Experimental program
Comparison scheme
Effect test

experiment approach 1

[0026] Dissolve chloroplatinic acid and bismuth chloride in 2mol / L hydrochloric acid at a molar ratio of 1:1, and add polyvinylpyrrolidone (PVP) as a protective agent, wherein the sum of polyvinylpyrrolidone, chloroplatinic acid and bismuth chloride The molar ratio is 15:1, and sodium borohydride is added under stirring conditions, wherein the molar ratio of sodium borohydride, chloroplatinic acid and bismuth chloride is 20:1, and nano-platinum-bismuth alloy and nano-platinum-bismuth metal are prepared compound sol. Add a certain amount of pretreated carbon powder into the sol and stir for several hours. The mass ratio of carbon powder to the sum of chloroplatinic acid and bismuth chloride is 4:1. After drying the sample under low pressure, use distilled water and acetone repeatedly washing and vacuum drying to obtain the carbon-supported nano-platinum-bismuth alloy and nano-platinum-bismuth intermetallic compound catalyst of the present invention.

experiment approach 2

[0028] Dissolve chloroplatinic acid and bismuth chloride in 2mol / L hydrochloric acid at a molar ratio of 1:2, and add polyvinylpyrrolidone (PVP) as a protective agent, wherein the sum of polyvinylpyrrolidone, chloroplatinic acid and bismuth chloride The molar ratio is 15:1, and sodium borohydride is added under stirring conditions, wherein the molar ratio of sodium borohydride, chloroplatinic acid and bismuth chloride is 20:1, and nano-platinum-bismuth alloy and nano-platinum-bismuth metal are prepared compound sol. Add a certain amount of pretreated carbon powder into the sol and stir for several hours. The mass ratio of carbon powder to the sum of chloroplatinic acid and bismuth chloride is 4:1. After drying the sample under low pressure, use distilled water and acetone repeatedly washing and vacuum drying to obtain the carbon-supported nano-platinum-bismuth alloy and nano-platinum-bismuth intermetallic compound catalyst of the present invention.

experiment approach 3

[0030]Dissolve chloroplatinic acid and bismuth chloride in 2mol / L hydrochloric acid at a molar ratio of 1:5, and add polyvinylpyrrolidone (PVP) as a protective agent, wherein the sum of polyvinylpyrrolidone, chloroplatinic acid and bismuth chloride The molar ratio is 15:1, and sodium borohydride is added under stirring conditions, wherein the molar ratio of sodium borohydride, chloroplatinic acid and bismuth chloride is 20:1, and nano-platinum-bismuth alloy and nano-platinum-bismuth metal are prepared compound sol.
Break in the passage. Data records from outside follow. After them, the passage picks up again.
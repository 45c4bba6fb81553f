use std::sync::Arc;

use async_trait::async_trait;
use serde::Serialize;
use teloxide::prelude::*;
use teloxide::types::{ChatId, ParseMode};
use tracing::{debug, info, warn};

use crate::dispatch::CommandDispatcher;
use crate::error::DeliveryError;
use crate::platform::{InboundMessage, OutboundReply, ReplySender};

/// Telegram rejects messages over 4096 chars; keep some headroom.
const MAX_MESSAGE_LEN: usize = 4000;

/// Split long MarkdownV2 text at line breaks. A line that is longer than
/// `max_len` on its own is cut at a char boundary, never right after a `\`.
fn split_message(text: &str, max_len: usize) -> Vec<String> {
    if text.len() <= max_len {
        return vec![text.to_string()];
    }

    let mut chunks = Vec::new();
    let mut current = String::new();

    for line in text.split_inclusive('\n') {
        if !current.is_empty() && current.len() + line.len() > max_len {
            chunks.push(std::mem::take(&mut current));
        }

        let mut rest = line;
        while rest.len() > max_len {
            let mut end = max_len;
            while end > 0 && !rest.is_char_boundary(end) {
                end -= 1;
            }
            while end > 1 && rest[..end].ends_with('\\') {
                end -= 1;
            }
            chunks.push(rest[..end].to_string());
            rest = &rest[end..];
        }
        current.push_str(rest);
    }

    if !current.is_empty() {
        chunks.push(current);
    }

    chunks
}

#[derive(Serialize)]
struct SendMessageRequest<'a> {
    chat_id: ChatId,
    text: &'a str,
    parse_mode: ParseMode,
}

/// Sends replies through the Bot API `sendMessage` method.
pub struct TelegramSender {
    client: reqwest::Client,
    endpoint: String,
}

impl TelegramSender {
    pub fn new(client: reqwest::Client, api_base_url: &str, bot_token: &str) -> Self {
        Self {
            client,
            endpoint: format!(
                "{}/bot{}/sendMessage",
                api_base_url.trim_end_matches('/'),
                bot_token
            ),
        }
    }
}

#[async_trait]
impl ReplySender for TelegramSender {
    async fn send(&self, reply: &OutboundReply) -> Result<(), DeliveryError> {
        for chunk in split_message(&reply.markup_text, MAX_MESSAGE_LEN) {
            let request = SendMessageRequest {
                chat_id: reply.chat_id,
                text: &chunk,
                parse_mode: ParseMode::MarkdownV2,
            };

            // The endpoint carries the bot token; keep it out of error messages.
            let response = self
                .client
                .post(&self.endpoint)
                .json(&request)
                .send()
                .await
                .map_err(|e| DeliveryError::Transport(e.without_url()))?;

            let status = response.status();
            if !status.is_success() {
                let body = response.text().await.unwrap_or_default();
                return Err(DeliveryError::Rejected { status, body });
            }
        }

        debug!("Delivered reply to chat {}", reply.chat_id.0);
        Ok(())
    }
}

/// Run the bot with long polling instead of a webhook.
pub async fn run_polling(bot: Bot, dispatcher: Arc<CommandDispatcher>) {
    info!("Starting Telegram long polling...");

    let handler = Update::filter_message().endpoint(handle_message);

    Dispatcher::builder(bot, handler)
        .dependencies(dptree::deps![dispatcher])
        .default_handler(|upd| async move {
            warn!("Unhandled update: {:?}", upd.id);
        })
        .error_handler(LoggingErrorHandler::with_custom_text("telegram"))
        .build()
        .dispatch()
        .await;
}

async fn handle_message(msg: Message, dispatcher: Arc<CommandDispatcher>) -> ResponseResult<()> {
    let text = match msg.text() {
        Some(t) => t.to_string(),
        None => return Ok(()),
    };

    let inbound = InboundMessage {
        chat_id: msg.chat.id,
        text,
    };
    dispatcher.dispatch(&inbound).await;

    Ok(())
}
Add a certain amount of pretreated carbon powder into the sol and stir for several hours. The mass ratio of carbon powder to the sum of chloroplatinic acid and bismuth chloride is 4:1. After drying the sample under low pressure, use distilled water and acetone repeatedly washing and vacuum drying to obtain the carbon-supported nano-platinum-bismuth alloy and nano-platinum-bismuth intermetallic compound catalyst of the present invention.

[0031] Preparation method ...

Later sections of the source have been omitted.